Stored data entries
........

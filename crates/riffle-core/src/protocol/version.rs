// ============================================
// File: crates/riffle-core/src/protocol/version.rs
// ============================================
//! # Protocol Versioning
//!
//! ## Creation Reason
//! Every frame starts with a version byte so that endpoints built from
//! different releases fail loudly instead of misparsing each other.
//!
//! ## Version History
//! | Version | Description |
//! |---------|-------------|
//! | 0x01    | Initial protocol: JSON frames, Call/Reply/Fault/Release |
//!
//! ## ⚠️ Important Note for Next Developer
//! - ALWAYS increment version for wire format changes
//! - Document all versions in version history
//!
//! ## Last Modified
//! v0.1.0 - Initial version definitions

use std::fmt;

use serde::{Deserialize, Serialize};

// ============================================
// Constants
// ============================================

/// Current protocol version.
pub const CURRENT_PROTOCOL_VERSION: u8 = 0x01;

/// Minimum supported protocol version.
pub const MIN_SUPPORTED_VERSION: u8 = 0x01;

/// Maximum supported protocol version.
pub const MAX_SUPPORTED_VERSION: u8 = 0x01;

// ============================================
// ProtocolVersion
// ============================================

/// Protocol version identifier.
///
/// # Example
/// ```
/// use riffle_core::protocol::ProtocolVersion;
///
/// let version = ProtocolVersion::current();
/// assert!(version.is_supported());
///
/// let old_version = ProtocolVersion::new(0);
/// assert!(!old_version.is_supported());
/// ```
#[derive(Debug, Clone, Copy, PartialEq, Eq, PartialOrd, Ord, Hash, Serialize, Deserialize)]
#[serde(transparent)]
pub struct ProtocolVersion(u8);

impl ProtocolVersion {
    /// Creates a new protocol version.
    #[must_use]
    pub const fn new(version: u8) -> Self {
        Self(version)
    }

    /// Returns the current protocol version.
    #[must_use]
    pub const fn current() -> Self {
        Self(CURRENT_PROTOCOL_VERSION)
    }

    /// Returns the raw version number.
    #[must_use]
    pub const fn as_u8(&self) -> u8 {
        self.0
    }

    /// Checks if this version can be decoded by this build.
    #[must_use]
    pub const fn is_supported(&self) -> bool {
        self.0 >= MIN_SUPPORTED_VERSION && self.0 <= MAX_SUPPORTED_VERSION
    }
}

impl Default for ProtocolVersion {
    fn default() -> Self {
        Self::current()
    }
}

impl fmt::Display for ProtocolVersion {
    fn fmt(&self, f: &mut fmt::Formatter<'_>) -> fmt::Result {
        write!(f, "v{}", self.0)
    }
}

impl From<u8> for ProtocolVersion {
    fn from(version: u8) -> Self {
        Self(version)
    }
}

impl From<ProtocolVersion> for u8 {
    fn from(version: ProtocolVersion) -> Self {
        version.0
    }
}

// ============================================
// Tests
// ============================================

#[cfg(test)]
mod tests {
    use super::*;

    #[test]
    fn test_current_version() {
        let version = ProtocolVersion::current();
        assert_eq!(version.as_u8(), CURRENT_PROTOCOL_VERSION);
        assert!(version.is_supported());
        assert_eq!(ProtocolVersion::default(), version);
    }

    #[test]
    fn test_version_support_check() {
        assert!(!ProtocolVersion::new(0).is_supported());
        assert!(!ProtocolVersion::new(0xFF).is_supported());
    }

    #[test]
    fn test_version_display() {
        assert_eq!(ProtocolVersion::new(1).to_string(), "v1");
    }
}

........

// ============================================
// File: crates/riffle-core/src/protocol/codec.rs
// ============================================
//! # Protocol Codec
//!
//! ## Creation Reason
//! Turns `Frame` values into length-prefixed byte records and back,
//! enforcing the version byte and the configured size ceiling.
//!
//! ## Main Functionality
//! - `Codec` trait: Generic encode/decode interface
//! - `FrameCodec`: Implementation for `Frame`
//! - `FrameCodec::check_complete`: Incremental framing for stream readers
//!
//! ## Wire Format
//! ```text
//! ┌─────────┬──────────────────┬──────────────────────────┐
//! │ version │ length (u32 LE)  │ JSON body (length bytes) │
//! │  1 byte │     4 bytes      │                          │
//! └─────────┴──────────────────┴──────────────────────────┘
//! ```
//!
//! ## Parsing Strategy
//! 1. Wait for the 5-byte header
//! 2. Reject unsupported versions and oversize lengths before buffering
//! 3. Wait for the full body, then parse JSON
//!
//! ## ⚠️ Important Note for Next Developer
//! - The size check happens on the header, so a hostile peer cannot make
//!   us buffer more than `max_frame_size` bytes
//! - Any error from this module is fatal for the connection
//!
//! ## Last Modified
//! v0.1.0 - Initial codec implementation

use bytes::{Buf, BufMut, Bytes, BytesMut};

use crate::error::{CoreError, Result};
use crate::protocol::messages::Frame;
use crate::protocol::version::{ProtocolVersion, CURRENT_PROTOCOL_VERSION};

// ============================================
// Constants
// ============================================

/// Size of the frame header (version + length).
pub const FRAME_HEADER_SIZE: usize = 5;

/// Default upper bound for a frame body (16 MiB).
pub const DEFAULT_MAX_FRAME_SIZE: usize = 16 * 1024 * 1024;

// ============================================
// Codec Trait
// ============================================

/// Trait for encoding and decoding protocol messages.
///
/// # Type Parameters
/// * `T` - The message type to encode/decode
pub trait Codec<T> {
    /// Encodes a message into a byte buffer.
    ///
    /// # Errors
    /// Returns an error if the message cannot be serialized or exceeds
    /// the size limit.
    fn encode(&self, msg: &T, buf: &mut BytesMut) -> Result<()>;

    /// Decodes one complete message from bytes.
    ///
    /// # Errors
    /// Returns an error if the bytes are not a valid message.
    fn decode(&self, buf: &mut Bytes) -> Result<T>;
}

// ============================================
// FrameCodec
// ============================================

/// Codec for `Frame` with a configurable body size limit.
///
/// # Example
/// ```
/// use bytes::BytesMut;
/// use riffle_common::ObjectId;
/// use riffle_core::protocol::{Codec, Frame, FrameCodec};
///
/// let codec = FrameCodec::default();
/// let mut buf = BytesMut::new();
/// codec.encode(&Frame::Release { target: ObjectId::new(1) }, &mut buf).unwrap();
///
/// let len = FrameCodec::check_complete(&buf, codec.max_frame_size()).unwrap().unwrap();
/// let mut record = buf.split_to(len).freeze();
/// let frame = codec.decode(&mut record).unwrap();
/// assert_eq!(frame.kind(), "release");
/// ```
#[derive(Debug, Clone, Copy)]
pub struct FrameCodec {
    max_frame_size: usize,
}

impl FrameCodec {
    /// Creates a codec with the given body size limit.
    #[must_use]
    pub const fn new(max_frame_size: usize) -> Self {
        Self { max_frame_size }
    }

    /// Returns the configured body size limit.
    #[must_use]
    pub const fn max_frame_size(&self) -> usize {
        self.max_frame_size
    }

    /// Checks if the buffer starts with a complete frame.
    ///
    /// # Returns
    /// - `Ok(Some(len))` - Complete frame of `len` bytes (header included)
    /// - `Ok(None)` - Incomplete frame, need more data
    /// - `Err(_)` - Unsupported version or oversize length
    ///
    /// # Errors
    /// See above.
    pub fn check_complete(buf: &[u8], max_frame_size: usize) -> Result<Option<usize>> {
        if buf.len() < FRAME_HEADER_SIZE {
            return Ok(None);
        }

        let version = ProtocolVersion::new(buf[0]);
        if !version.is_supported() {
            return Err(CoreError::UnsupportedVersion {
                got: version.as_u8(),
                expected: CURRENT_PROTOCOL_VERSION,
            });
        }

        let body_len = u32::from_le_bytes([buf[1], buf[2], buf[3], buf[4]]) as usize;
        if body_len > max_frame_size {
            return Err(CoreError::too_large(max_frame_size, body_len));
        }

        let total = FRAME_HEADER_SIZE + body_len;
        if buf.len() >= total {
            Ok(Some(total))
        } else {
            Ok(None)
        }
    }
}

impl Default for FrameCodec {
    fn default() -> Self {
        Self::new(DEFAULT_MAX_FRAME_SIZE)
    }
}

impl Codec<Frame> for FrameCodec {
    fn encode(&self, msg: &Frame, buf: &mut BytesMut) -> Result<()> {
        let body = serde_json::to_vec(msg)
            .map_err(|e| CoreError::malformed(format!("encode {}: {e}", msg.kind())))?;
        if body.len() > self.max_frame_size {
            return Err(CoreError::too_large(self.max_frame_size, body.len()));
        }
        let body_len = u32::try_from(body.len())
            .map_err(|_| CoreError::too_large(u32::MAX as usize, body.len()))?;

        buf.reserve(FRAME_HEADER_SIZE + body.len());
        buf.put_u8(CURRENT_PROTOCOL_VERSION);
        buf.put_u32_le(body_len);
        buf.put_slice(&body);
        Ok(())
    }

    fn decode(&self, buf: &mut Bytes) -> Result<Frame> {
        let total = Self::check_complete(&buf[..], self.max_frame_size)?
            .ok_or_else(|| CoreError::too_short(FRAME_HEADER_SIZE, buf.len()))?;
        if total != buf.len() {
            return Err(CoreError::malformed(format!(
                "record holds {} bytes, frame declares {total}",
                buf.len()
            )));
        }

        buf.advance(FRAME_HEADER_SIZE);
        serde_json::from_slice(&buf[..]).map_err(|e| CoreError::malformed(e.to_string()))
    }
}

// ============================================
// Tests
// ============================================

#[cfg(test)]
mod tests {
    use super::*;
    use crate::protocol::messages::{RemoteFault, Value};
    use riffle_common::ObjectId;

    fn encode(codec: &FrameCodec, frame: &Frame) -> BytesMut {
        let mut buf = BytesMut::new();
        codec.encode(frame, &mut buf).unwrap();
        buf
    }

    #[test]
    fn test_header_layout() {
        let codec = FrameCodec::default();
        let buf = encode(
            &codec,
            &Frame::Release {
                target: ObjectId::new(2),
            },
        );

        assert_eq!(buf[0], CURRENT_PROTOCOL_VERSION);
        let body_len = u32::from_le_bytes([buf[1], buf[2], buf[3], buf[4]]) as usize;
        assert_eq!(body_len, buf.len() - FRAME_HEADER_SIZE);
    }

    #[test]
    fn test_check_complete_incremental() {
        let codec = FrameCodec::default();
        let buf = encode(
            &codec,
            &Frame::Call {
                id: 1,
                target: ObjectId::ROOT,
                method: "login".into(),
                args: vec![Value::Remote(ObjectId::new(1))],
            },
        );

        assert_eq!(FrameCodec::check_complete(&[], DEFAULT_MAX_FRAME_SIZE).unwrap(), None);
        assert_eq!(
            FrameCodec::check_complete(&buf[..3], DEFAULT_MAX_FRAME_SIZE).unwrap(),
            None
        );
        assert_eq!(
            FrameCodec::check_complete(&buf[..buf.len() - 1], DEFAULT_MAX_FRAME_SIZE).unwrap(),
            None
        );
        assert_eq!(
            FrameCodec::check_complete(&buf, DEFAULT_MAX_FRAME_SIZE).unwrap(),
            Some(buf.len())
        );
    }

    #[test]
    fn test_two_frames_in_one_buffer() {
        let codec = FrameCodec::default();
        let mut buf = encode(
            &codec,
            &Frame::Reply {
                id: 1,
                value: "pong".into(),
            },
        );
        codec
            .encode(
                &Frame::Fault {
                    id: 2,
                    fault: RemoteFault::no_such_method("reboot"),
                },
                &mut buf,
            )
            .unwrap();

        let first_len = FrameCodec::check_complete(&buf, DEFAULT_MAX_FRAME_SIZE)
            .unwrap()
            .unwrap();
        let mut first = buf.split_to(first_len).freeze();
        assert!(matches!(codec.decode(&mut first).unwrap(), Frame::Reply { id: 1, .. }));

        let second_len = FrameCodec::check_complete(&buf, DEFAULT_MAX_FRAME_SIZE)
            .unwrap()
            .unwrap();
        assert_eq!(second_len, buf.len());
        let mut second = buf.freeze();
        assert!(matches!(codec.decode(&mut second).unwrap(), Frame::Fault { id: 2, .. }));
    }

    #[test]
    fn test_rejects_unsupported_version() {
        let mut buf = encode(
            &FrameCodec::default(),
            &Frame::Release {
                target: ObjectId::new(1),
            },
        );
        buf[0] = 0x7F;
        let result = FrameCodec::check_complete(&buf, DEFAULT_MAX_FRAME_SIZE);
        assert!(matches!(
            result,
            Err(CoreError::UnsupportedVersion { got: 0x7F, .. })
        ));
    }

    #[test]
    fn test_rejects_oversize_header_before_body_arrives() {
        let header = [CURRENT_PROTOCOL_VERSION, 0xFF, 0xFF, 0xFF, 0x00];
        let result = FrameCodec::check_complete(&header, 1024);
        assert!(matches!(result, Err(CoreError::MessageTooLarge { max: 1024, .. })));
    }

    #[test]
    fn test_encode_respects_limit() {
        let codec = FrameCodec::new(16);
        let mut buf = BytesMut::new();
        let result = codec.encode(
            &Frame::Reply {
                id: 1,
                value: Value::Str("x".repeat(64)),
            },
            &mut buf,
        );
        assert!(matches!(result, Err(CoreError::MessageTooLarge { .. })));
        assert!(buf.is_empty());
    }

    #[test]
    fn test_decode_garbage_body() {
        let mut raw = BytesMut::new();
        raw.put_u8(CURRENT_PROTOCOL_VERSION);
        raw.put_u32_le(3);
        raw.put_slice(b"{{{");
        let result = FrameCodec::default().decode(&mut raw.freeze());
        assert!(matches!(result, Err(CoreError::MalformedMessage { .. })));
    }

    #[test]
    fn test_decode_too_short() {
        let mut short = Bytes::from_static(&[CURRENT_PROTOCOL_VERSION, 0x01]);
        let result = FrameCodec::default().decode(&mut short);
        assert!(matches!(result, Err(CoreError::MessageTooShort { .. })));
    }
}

........

Your answer should consist of the lines above that hold the word "messages", copied exactly.

_Solution to the exercise_
use crate::protocol::messages::Frame;
/// Trait for encoding and decoding protocol messages.
    use crate::protocol::messages::{RemoteFault, Value};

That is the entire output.